The glutenfree diet described as only effective therapy to prevent acute pancreatitis relapses associated with gluten enteropathy - GreenMedInfo Summary
[Relapsing acute pancreatitis associated with gluten enteropathy. Clinical, laboratory, and evolutive characteristics in thirty-four patients].
Rev Esp Enferm Dig. 2008 Dec ;100(12):746-51. PMID: 19222332
Servicios de Digestivo, Hospital Universitario Central de Asturias, Oviedo, Asturias. [email protected]
OBJECTIVES: To describe the frequency and the clinical and laboratory characteristics of relapsing acute pancreatitis (AP) associated with gluten enteropathy (GE).
PATIENTS AND METHODS: We prospectively examined all acute pancreatitis cases admitted to our Department in 2006. We recorded a total of 185 patients. With recurring forms, 40 (22%) in all, we used a clinical-lab protocol including serologic and genetic markers, and duodenal biopsy to rule out GE.
RESULTS: A total of 34 patients (18%) met clinical-biological criteria for GE (group1), and were compared to the remaining non-GE AP cases (n=161) (group2). Mean age in the GE group was 54 +/- 25 years, slightly younger than group 2 (61 +/- 14) (NS). There was a mild predominance of women (50%) in group 1 versus group 2 (38.5%) (NS). Seven patients in group 1 (20%) had severe AP, as compared to 27 (17%) in group 2 (NS). The presence of cholelithiasis in group 1 involved 6 cases (18%), which was significantly lower than in group 2--72 cases (45%) (p<0.05). Four patients with GE developed pseudocysts (12%) versus 13 (8%) in group 2 (NS). Tissue transglutaminase (tTG) was elevated only in 3 patients (9%). Nine patients (34%) were DQ2 (+) and 4 (12%) DQ8 (+); the rest (54%) were all negative for both markers. From an endoscopic perspective there was diffuse duodenitis in 32 patients (95%). Duodenal biopsies revealed villous atrophy (Marsh 3) in 2 patients (6%); submucosal inflammatory infiltration (Marsh 2) in 10 (29.4%); increased intraepithelial lymphocytes (Marsh 1) in 8 cases (23.5%), and normal mucosa (Marsh 0) in 14 patients (41.2%). Response to GFD after 1 year was excellent in 30 patients (88%).
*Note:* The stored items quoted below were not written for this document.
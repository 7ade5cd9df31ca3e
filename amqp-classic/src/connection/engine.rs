//! The engine owns the transport and multiplexes incoming methods,
//! outgoing items and heartbeats

use std::{
    sync::{atomic::Ordering, Arc},
    time::Duration,
};

use futures_util::{SinkExt, StreamExt};
use tokio::{
    io::{AsyncRead, AsyncWrite},
    sync::mpsc::{error::TryRecvError, UnboundedReceiver},
    task::JoinHandle,
};
use tracing::{debug, error, trace, warn};

use crate::{
    constants::DEFAULT_SEGMENTED_MAX_FRAME_SIZE,
    dispatch::Dispatch,
    failover,
    framing::Item,
    state::ConnectionState,
    transport::{self, Transport},
    util::Running,
    Error,
};

use super::{heartbeat::HeartBeat, ConnectionInner};

/// Transport parameters settled by `connection.tune`
#[derive(Debug, Clone, Copy, PartialEq, Eq)]
pub(crate) struct Tuning {
    /// 0 means no limit
    pub max_frame_size: u32,
    pub heartbeat: Option<Duration>,
    pub idle_timeout: Option<Duration>,
}

/// Work handed to the engine
#[derive(Debug)]
pub(crate) enum Outgoing {
    Item { item: Item, flush: bool },
    Reconfigure(Tuning),
    /// Flush what is queued and stop
    Close,
}

pub(crate) struct ConnectionEngine<Io> {
    transport: Transport<Io>,
    inner: Arc<ConnectionInner>,
    outgoing: UnboundedReceiver<Outgoing>,
    heartbeat: HeartBeat,
    epoch: u64,
}

impl<Io> ConnectionEngine<Io>
where
    Io: AsyncRead + AsyncWrite + Send + Unpin + 'static,
{
    pub fn new(
        transport: Transport<Io>,
        inner: Arc<ConnectionInner>,
        outgoing: UnboundedReceiver<Outgoing>,
        epoch: u64,
    ) -> Self {
        Self {
            transport,
            inner,
            outgoing,
            heartbeat: HeartBeat::never(),
            epoch,
        }
    }

    pub fn spawn(self) -> JoinHandle<()> {
        tokio::spawn(self.event_loop())
    }

    fn is_stale(&self) -> bool {
        self.inner.epoch.load(Ordering::SeqCst) != self.epoch
    }

    async fn on_incoming(
        &mut self,
        incoming: Result<Item, transport::Error>,
    ) -> Result<Running, Error> {
        match incoming? {
            Item::ProtocolHeader(header) => {
                let (major, minor) = header.reported_version();
                debug!(major, minor, "broker answered with a protocol header");
                Err(Error::ProtocolVersionMismatch { major, minor })
            }
            Item::Heartbeat => {
                trace!("heartbeat received");
                Ok(Running::Continue)
            }
            Item::Event(event) => {
                trace!(channel = event.channel, method = %event.method.kind(), "received");
                let dispatcher = self.inner.dispatcher();
                match dispatcher.dispatch(&self.inner, &event)? {
                    Dispatch::Handled(running) => {
                        self.inner.listeners.notify(&event);
                        Ok(running)
                    }
                    Dispatch::NotApplicable => {
                        if !self.inner.listeners.notify(&event) {
                            debug!(
                                channel = event.channel,
                                method = %event.method.kind(),
                                "no waiter accepted method"
                            );
                        }
                        Ok(Running::Continue)
                    }
                    Dispatch::UnsupportedByVersion => Ok(Running::Continue),
                }
            }
        }
    }

    fn reconfigure(&mut self, tuning: Tuning) -> Result<(), Error> {
        let max_frame_size = match (tuning.max_frame_size, self.inner.version().is_segmented()) {
            (0, true) => DEFAULT_SEGMENTED_MAX_FRAME_SIZE,
            (0, false) => u32::MAX,
            (size, _) => size,
        };
        self.transport.set_max_frame_size(max_frame_size)?;
        self.transport.set_idle_timeout(tuning.idle_timeout);
        self.heartbeat = HeartBeat::from_period(tuning.heartbeat);
        debug!(
            max_frame_size,
            heartbeat = ?self.heartbeat.period(),
            idle_timeout = ?tuning.idle_timeout,
            "transport reconfigured"
        );
        Ok(())
    }

    /// Writes everything already queued, flushing once at the end of the
    /// batch unless an item asked for an earlier flush
    async fn on_outgoing(&mut self, first: Outgoing) -> Result<Running, Error> {
        let mut next = Some(first);
        let mut running = Running::Continue;
        while let Some(outgoing) = next.take() {
            match outgoing {
                Outgoing::Item { item, flush } => {
                    self.transport.feed(item).await?;
                    if flush {
                        self.transport.flush().await?;
                    }
                }
                Outgoing::Reconfigure(tuning) => self.reconfigure(tuning)?,
                Outgoing::Close => {
                    running = Running::Stop;
                    break;
                }
            }
            next = match self.outgoing.try_recv() {
                Ok(outgoing) => Some(outgoing),
                Err(TryRecvError::Empty) | Err(TryRecvError::Disconnected) => None,
            };
        }
        self.transport.flush().await?;
        Ok(running)
    }

    async fn on_heartbeat(&mut self) -> Result<Running, Error> {
        match self.inner.state.current_state() {
            ConnectionState::NotOpened | ConnectionState::Open => {
                trace!("sending heartbeat");
                self.transport.send(Item::Heartbeat).await?;
            }
            _ => {}
        }
        Ok(Running::Continue)
    }

    async fn run(&mut self) -> Result<(), Error> {
        loop {
            if self.is_stale() {
                return Ok(());
            }

            let result = tokio::select! {
                _ = self.heartbeat.next() => self.on_heartbeat().await,
                incoming = self.transport.next() => match incoming {
                    Some(incoming) => self.on_incoming(incoming).await,
                    None => Err(Error::from(std::io::Error::new(
                        std::io::ErrorKind::UnexpectedEof,
                        "broker closed the byte stream",
                    ))),
                },
                outgoing = self.outgoing.recv() => match outgoing {
                    Some(outgoing) => self.on_outgoing(outgoing).await,
                    None => Ok(Running::Stop),
                },
            };

            match result? {
                Running::Continue => {}
                Running::Stop => return Ok(()),
            }
        }
    }

    async fn shutdown(&mut self, result: &Result<(), Error>) {
        if let Err(error) = result {
            if error.is_transport_failure() {
                return;
            }
        }
        while let Ok(outgoing) = self.outgoing.try_recv() {
            if let Outgoing::Item { item, .. } = outgoing {
                if self.transport.feed(item).await.is_err() {
                    return;
                }
            }
        }
        if let Err(error) = self.transport.close().await {
            debug!(%error, "closing transport failed");
        }
    }

    async fn event_loop(mut self) {
        let result = self.run().await;
        match &result {
            Ok(()) => debug!(epoch = self.epoch, "connection engine stopped"),
            Err(error) if error.is_retryable() => {
                warn!(epoch = self.epoch, %error, "connection engine stopped")
            }
            Err(error) => error!(epoch = self.epoch, %error, "connection engine stopped"),
        }

        let action = failover::engine_stopping(&self.inner, self.epoch, &result);
        self.shutdown(&result).await;

        // The old transport must be gone before a failover reconnects
        let inner = self.inner.clone();
        drop(self);
        failover::on_engine_stopped(inner, action, result).await;
    }
}

#[cfg(test)]
mod tests {
    use std::sync::Arc;

    use bytes::Bytes;
    use tokio::sync::mpsc;
    use tokio_test::io::Builder;

    use super::*;
    use crate::{
        connection::ConnectionSettings,
        framing::{legacy::LegacyCodec, Method, ProtocolEvent, ProtocolVersion},
        sasl::SaslRegistry,
        transport::{TcpConnector, WireCodec},
    };
    use tokio_util::codec::Encoder;

    fn encode(items: Vec<Item>) -> Vec<u8> {
        let mut codec = LegacyCodec::new(131_072);
        let mut buf = bytes::BytesMut::new();
        for item in items {
            codec.encode(item, &mut buf).unwrap();
        }
        buf.to_vec()
    }

    fn inner() -> Arc<ConnectionInner> {
        let settings = ConnectionSettings {
            protocol_version: ProtocolVersion::V0_9_1,
            ..Default::default()
        };
        Arc::new(ConnectionInner::new(
            settings,
            Arc::new(SaslRegistry::with_builtin()),
            Arc::new(TcpConnector::default()),
        ))
    }

    #[tokio::test]
    async fn queued_items_are_written_in_order_and_close_stops() {
        let first = ProtocolEvent::new(1, Method::BasicAck {
            delivery_tag: 1,
            multiple: false,
        });
        let second = ProtocolEvent::new(1, Method::BasicAck {
            delivery_tag: 2,
            multiple: false,
        });
        let expected = encode(vec![Item::Event(first.clone()), Item::Event(second.clone())]);
        let mock = Builder::new().write(&expected).build();

        let codec = WireCodec::for_version(ProtocolVersion::V0_9_1, 131_072).unwrap();
        let transport = Transport::bind(mock, codec, None);
        let (tx, rx) = mpsc::unbounded_channel();
        let mut engine = ConnectionEngine::new(transport, inner(), rx, 0);

        tx.send(Outgoing::Item {
            item: Item::Event(second),
            flush: false,
        })
        .unwrap();
        tx.send(Outgoing::Close).unwrap();
        let running = engine
            .on_outgoing(Outgoing::Item {
                item: Item::Event(first),
                flush: false,
            })
            .await
            .unwrap();
        assert_eq!(running, Running::Stop);
    }

    #[tokio::test]
    async fn protocol_header_from_broker_is_a_version_mismatch() {
        let codec = WireCodec::for_version(ProtocolVersion::V0_9_1, 131_072).unwrap();
        let transport = Transport::bind(Builder::new().build(), codec, None);
        let (_tx, rx) = mpsc::unbounded_channel();
        let mut engine = ConnectionEngine::new(transport, inner(), rx, 0);

        let header = ProtocolVersion::V0_8.header();
        match engine.on_incoming(Ok(Item::ProtocolHeader(header))).await {
            Err(Error::ProtocolVersionMismatch { major, minor }) => {
                assert_eq!((major, minor), (8, 0));
            }
            other => panic!("unexpected {:?}", other),
        }
    }

    #[tokio::test]
    async fn unknown_reply_is_offered_to_waiters_only() {
        let codec = WireCodec::for_version(ProtocolVersion::V0_9_1, 131_072).unwrap();
        let transport = Transport::bind(Builder::new().build(), codec, None);
        let (_tx, rx) = mpsc::unbounded_channel();
        let mut engine = ConnectionEngine::new(transport, inner(), rx, 0);

        let reply = ProtocolEvent::new(
            1,
            Method::SessionAttached {
                name: Bytes::from_static(b"s"),
            },
        );
        // session.attached does not exist in 0-9-1
        let running = engine.on_incoming(Ok(Item::Event(reply))).await.unwrap();
        assert_eq!(running, Running::Continue);
    }
}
CONCLUSIONS: Relapsing AP with GE represents a relatively common association that is indistinguishable from other APs from a clinical-evolutive standpoint, except for a lower presence of cholelithiasis (p<0.05). A specific diagnostic protocol is much needed in the identification of these patients since GFD is the only effective therapy to prevent new AP events from developing.